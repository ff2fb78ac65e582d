//! Early-boot skin application.
//!
//! Runs before the rest of the skin manager is even loaded, to close
//! the flash-of-unstyled-content window: read the raw cookie header,
//! read the raw stored document, and if they agree on a session with an
//! active skin, hand back its CSS for immediate injection.
//!
//! This crate deliberately duplicates tiny pieces of `fable-types` and
//! `fable-render` (cookie name, element id, fingerprint check) instead
//! of depending on them. The duplication is what lets it run first; a
//! shared dependency would reintroduce the load-order problem this path
//! exists to avoid. Every failure mode is a silent `None` -- this code
//! must never block or break page setup.

use serde_json::Value;

/// Name of the login cookie carrying the session fingerprint.
/// Mirrors `fable_types::SESSION_COOKIE`.
pub const SESSION_COOKIE: &str = "fable_logged_in";

/// Fixed id of the injected style element.
/// Mirrors `fable_render::STYLE_ELEMENT_ID`.
pub const STYLE_ELEMENT_ID: &str = "fable-active-skin";

/// Resolve the active skin's CSS from raw inputs.
///
/// Returns `Some(css)` only when the cookie header yields a
/// fingerprint, the stored document parses, its fingerprint matches,
/// and the active record exists with non-empty CSS. Anything else --
/// logged out, missing document, corrupt JSON, stale fingerprint, no
/// active skin -- yields `None`.
pub fn early_skin_css(cookie_header: Option<&str>, raw_document: Option<&str>) -> Option<String> {
    let fingerprint = cookie_fingerprint(cookie_header?)?;
    let doc: Value = serde_json::from_str(raw_document?).ok()?;

    if doc.get("fingerprint")?.as_str()? != fingerprint {
        return None;
    }
    let active = doc.get("active")?.as_str()?;
    let css = doc.get("data")?.get(active)?.get("css")?.as_str()?;
    if css.is_empty() {
        return None;
    }
    Some(css.to_string())
}

/// Minimal cookie-header scan for the login fingerprint.
fn cookie_fingerprint(header: &str) -> Option<&str> {
    for pair in header.split(';') {
        if let Some((name, value)) = pair.trim().split_once('=')
            && name.trim() == SESSION_COOKIE
        {
            let value = value.trim();
            if value.is_empty() {
                return None;
            }
            return Some(value);
        }
    }
    None
}
//! List view-model.

/// One row in the rendered skin list.
#[derive(Debug, Clone, PartialEq, Eq)]
pub struct SkinListEntry {
    /// Registry key (encoded name).
    pub key: String,
    pub name: String,
    pub author: Option<String>,
    pub version: Option<String>,
    /// Whether this entry is the applied skin.
    pub active: bool,
}

/// The rendered skin list.
#[derive(Debug, Clone, Default, PartialEq, Eq)]
pub struct SkinListView {
    /// Entries in document order.
    pub entries: Vec<SkinListEntry>,
    /// Whether the upload control is shown.
    pub upload_enabled: bool,
}

impl SkinListView {
    /// The active entry, if any.
    pub fn active_entry(&self) -> Option<&SkinListEntry> {
        self.entries.iter().find(|e| e.active)
    }
}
= = = =
* [TASK TO CARRY OUT]
Lines holding the word "with" should be counted across the entries; state only how many there are.

* [RESPONSE TO THIS TASK]
2